Second, inflation hits hard. If there’s a period of high inflation right when you retire, that can really hurt your savings regardless of how it’s distributed. One of the things those forced 2008 retirees had going for them was that we had a period of relatively low inflation for the next decade. If you took out housing (older people often own their home outright), inflation was sometimes negative.
Capitalism, even when it generally makes line go up, does so in a spiky way. Those spikes cause problems that tend to hit the working class the hardest. Sometimes in ways that cannot be recovered.
There are some liberal economists, particularly of a Modern Monetary Theory bent, who do argue for policies that would flatten growth in return for predictability. Capitalism always goes for the sugar rush of high gains, though. For example, the Fed left rates at rock bottom for far too long, thus letting the market continue extremely high gains (over 20% per year of the sp500, when 7% is a typical long term average). Likewise, you have corps chasing high profits and assuming post pandemic pent up demand would continue indefinitely. Which is now leading to layoffs while major stockholders continue to sweep it in. Both of these lead to the recent high inflation.

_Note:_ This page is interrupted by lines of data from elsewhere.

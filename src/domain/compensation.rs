//! Compensation ledger (spec §3, §4.4 C5).

use chrono::{DateTime, Utc};
use serde::{Deserialize, Serialize};
use uuid::Uuid;

#[derive(Debug, Clone, Copy, Serialize, Deserialize, PartialEq, Eq)]
#[serde(rename_all = "PascalCase")]
pub enum FailureType {
    InventoryReservation,
    SellerStatsUpdate,
    Notification,
}

impl FailureType {
    /// InventoryReservation and SellerStatsUpdate are critical; Notification
    /// never by itself triggers compensation.
    pub fn is_critical(self) -> bool {
        !matches!(self, FailureType::Notification)
    }
}

#[derive(Debug, Clone, Serialize, Deserialize)]
pub struct FailureEntry {
    pub order_item_id: Option<Uuid>,
    pub failure_type: FailureType,
    pub error_message: String,
    pub failed_at: DateTime<Utc>,
}

#[derive(Debug, Clone, Serialize, Deserialize)]
pub struct CompensationLedger {
    pub order_id: Uuid,
    pub entries: Vec<FailureEntry>,
    pub triggered: bool,
    pub completed_item_ids: std::collections::HashSet<Uuid>,

    /// True once a critical failure has been seen but `CompensationRequired`
    /// has not yet been finalized — gates `record_failure` from scheduling a
    /// second finalization while one is already pending.
    pub trigger_scheduled: bool,
    /// Correlation id of the failure that first scheduled the trigger,
    /// carried forward so the eventually-emitted `CompensationRequired`
    /// still threads back to the message that started it.
    pub trigger_correlation_id: Option<Uuid>,
    /// Timestamp of the most recent failure recorded, used to decide
    /// whether the quiet period has elapsed.
    pub last_failure_at: Option<DateTime<Utc>>,
    /// Sticky guard on `OrderCancellationRequested`: sourced from
    /// `triggered` rather than re-derived, so it cannot fire before
    /// `CompensationRequired` has, and fires at most once.
    pub cancellation_requested: bool,
}

impl CompensationLedger {
    pub fn new(order_id: Uuid) -> Self {
        Self {
            order_id,
            entries: Vec::new(),
            triggered: false,
            completed_item_ids: std::collections::HashSet::new(),
            trigger_scheduled: false,
            trigger_correlation_id: None,
            last_failure_at: None,
            cancellation_requested: false,
        }
    }

    /// Appends the failure and, if it is the first critical failure seen
    /// and no trigger is already pending, marks one scheduled. Deliberately
    /// does not itself decide to emit `CompensationRequired` — that decision
    /// belongs to `try_trigger`, invoked once the quiet period has elapsed,
    /// so a second critical failure landing moments later still makes it
    /// into the one event that gets published.
    pub fn record_failure(
        &mut self,
        order_item_id: Option<Uuid>,
        failure_type: FailureType,
        error_message: impl Into<String>,
        correlation_id: Uuid,
    ) {
        self.entries.push(FailureEntry {
            order_item_id,
            failure_type,
            error_message: error_message.into(),
            failed_at: Utc::now(),
        });
        self.last_failure_at = Some(Utc::now());

        if failure_type.is_critical() && !self.triggered && !self.trigger_scheduled {
            self.trigger_scheduled = true;
            self.trigger_correlation_id = Some(correlation_id);
        }
    }

    pub fn has_critical_failure(&self) -> bool {
        self.entries.iter().any(|e| e.failure_type.is_critical())
    }

    /// True once a trigger has been scheduled, not yet fired, and the quiet
    /// period since the last failure has elapsed.
    pub fn ready_to_finalize_trigger(&self, quiet_period: chrono::Duration, now: DateTime<Utc>) -> bool {
        self.trigger_scheduled
            && !self.triggered
            && self
                .last_failure_at
                .is_some_and(|t| now - t >= quiet_period)
    }

    /// Returns the critical-failure subset if this call is the one that
    /// should trigger `CompensationRequired` (sticky: true at most once).
    /// Reflects every critical entry recorded up to this call, not just the
    /// one that originally scheduled the trigger.
    pub fn try_trigger(&mut self) -> Option<Vec<FailureEntry>> {
        if self.triggered || !self.has_critical_failure() {
            return None;
        }
        self.triggered = true;
        self.trigger_scheduled = false;
        Some(
            self.entries
                .iter()
                .filter(|e| e.failure_type.is_critical())
                .cloned()
                .collect(),
        )
    }

    pub fn record_completion(&mut self, order_item_id: Uuid) {
        self.completed_item_ids.insert(order_item_id);
    }

    /// True once every critical failure's item has a matching completion.
    fn all_critical_failures_completed(&self) -> bool {
        self.entries
            .iter()
            .filter(|e| e.failure_type.is_critical())
            .all(|e| match e.order_item_id {
                Some(id) => self.completed_item_ids.contains(&id),
                None => true,
            })
    }

    /// Sticky, at-most-once gate on `OrderCancellationRequested`. Requires
    /// `triggered` (so `CompensationRequired` has already fired, which
    /// itself requires at least one critical failure — this is what rules
    /// out the vacuous-truth case of zero critical entries) and every
    /// critical item completed. Returns `true` exactly once, on the call
    /// that should emit the event.
    pub fn try_request_cancellation(&mut self) -> bool {
        if self.cancellation_requested || !self.triggered {
            return false;
        }
        if self.all_critical_failures_completed() {
            self.cancellation_requested = true;
            true
        } else {
            false
        }
    }
}

#[cfg(test)]
mod tests {
    use super::*;

    #[test]
    fn scenario_3_finalized_trigger_lists_every_critical_failure_and_is_sticky() {
        let order_id = Uuid::new_v4();
        let item1 = Uuid::new_v4();
        let item2 = Uuid::new_v4();
        let correlation_id = Uuid::new_v4();
        let mut ledger = CompensationLedger::new(order_id);

        ledger.record_failure(Some(item1), FailureType::InventoryReservation, "boom", correlation_id);
        assert!(ledger.trigger_scheduled);
        assert!(!ledger.triggered);

        ledger.record_failure(None, FailureType::Notification, "email down", Uuid::new_v4());
        ledger.record_failure(Some(item2), FailureType::InventoryReservation, "boom2", Uuid::new_v4());

        // Finalizing after both criticals landed lists both, not just the
        // one that scheduled the trigger.
        let triggered = ledger.try_trigger();
        assert_eq!(triggered.unwrap().len(), 2);

        // Sticky: already triggered, no second CompensationRequired.
        assert!(ledger.try_trigger().is_none());
    }

    #[test]
    fn notification_only_never_schedules_a_trigger() {
        let mut ledger = CompensationLedger::new(Uuid::new_v4());
        ledger.record_failure(None, FailureType::Notification, "email down", Uuid::new_v4());
        assert!(!ledger.trigger_scheduled);
        assert!(ledger.try_trigger().is_none());
    }

    #[test]
    fn ready_to_finalize_trigger_waits_out_the_quiet_period() {
        let mut ledger = CompensationLedger::new(Uuid::new_v4());
        ledger.record_failure(Some(Uuid::new_v4()), FailureType::InventoryReservation, "boom", Uuid::new_v4());

        let quiet_period = chrono::Duration::seconds(5);
        assert!(!ledger.ready_to_finalize_trigger(quiet_period, ledger.last_failure_at.unwrap()));
        assert!(ledger.ready_to_finalize_trigger(
            quiet_period,
            ledger.last_failure_at.unwrap() + chrono::Duration::seconds(10)
        ));
    }

    #[test]
    fn completion_tracking_drives_cancellation_request_exactly_once() {
        let item1 = Uuid::new_v4();
        let item2 = Uuid::new_v4();
        let mut ledger = CompensationLedger::new(Uuid::new_v4());
        ledger.record_failure(Some(item1), FailureType::InventoryReservation, "e1", Uuid::new_v4());
        ledger.record_failure(Some(item2), FailureType::SellerStatsUpdate, "e2", Uuid::new_v4());
        ledger.try_trigger();

        assert!(!ledger.try_request_cancellation());
        ledger.record_completion(item1);
        assert!(!ledger.try_request_cancellation());
        ledger.record_completion(item2);
        assert!(ledger.try_request_cancellation());

        // Sticky: a later call (e.g. a duplicate completion delivery) must
        // not fire a second OrderCancellationRequested.
        assert!(!ledger.try_request_cancellation());
    }

    #[test]
    fn zero_critical_entries_never_requests_cancellation() {
        // Vacuous-truth guard: an order with only a Notification failure
        // has no critical entries, so `all().` over an empty filter would
        // be true — but `triggered` can never become true without a
        // critical failure, so this must stay false regardless.
        let mut ledger = CompensationLedger::new(Uuid::new_v4());
        ledger.record_failure(None, FailureType::Notification, "email down", Uuid::new_v4());
        assert!(!ledger.try_request_cancellation());
    }
}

I think the efforts to flatten it out are doomed. Capitalism can’t solve its own problems.
In theory a pension is stable, guaranteed income. The employer promises a monthly or annual payment for life, and they manage a pool of money to make sure you get that payment regardless of whether the market goes up or down. People like stability.
With a 401k you take on the market risk yourself. If the market tanks (2000 and 2008 come to mind) then your retirement funds are suddenly worth less and your payments to yourself (distributions) go down. Of course, if the market is hot you can also direct your investments to try and ride the wave. Greater risk means greater (potential) reward.
401k’s also have required minimum distributions that kick in as you get older. If you live long enough you will reach a point where you have been forced to drain the whole thing into your regular bank account. Then it’s time for another plan.
Yeah, I remember my parents talking about how badly they were hit in the late 00s. They were considering retirement just as the recession struck, and they lost a huge chunk of what they’d hoped to retire on.
They still haven’t retired fifteen years later despite declining health.
Stocks are 293% higher today than they were at the peak of 2007. Even if they bought all of their stock at that peak right before the 2008 recession, the market had fully recovered by 2012. It isn’t the market keeping them from retiring…
I’ve never asked, but I believe medical issues cropped up and their reduced retirement funds wouldn’t have been enough, forcing them to keep working, and the situation spiraled from there.
Next plan: robot legs
It’s income rather than assets, so if you fall into debt due to medical issues or whatever you can declare bankruptcy and still have your pension.
401Ks are protected from bankruptcy
On that note, it makes a ton of sense to take full advantage of 401k plans. At least put it enough for the company match to max out, and preferably put more in to cap out the annual limit for it. That isn’t possible for everyone, but it’s both tax advantaged and pre-tax money, so an extra $500/mo into the 401k is NOT $500 removed from your post-tax pay.
I genuinely did not know that.
Finances b crazy
Diversity, my friend. What will you do if the 401k doesn’t come through like you want? Bear in mind that the ultra rich and the big banks employ people who are really good at investing money. They have more experience and information than you. They’ll bail themselves, but not you, out in case of disaster.
“Show me the money” is not a good motto for long term savings. Inflation or poor investment can make that money disappear easily enough. Of course you don’t want to get scammed, so oversight is a good idea.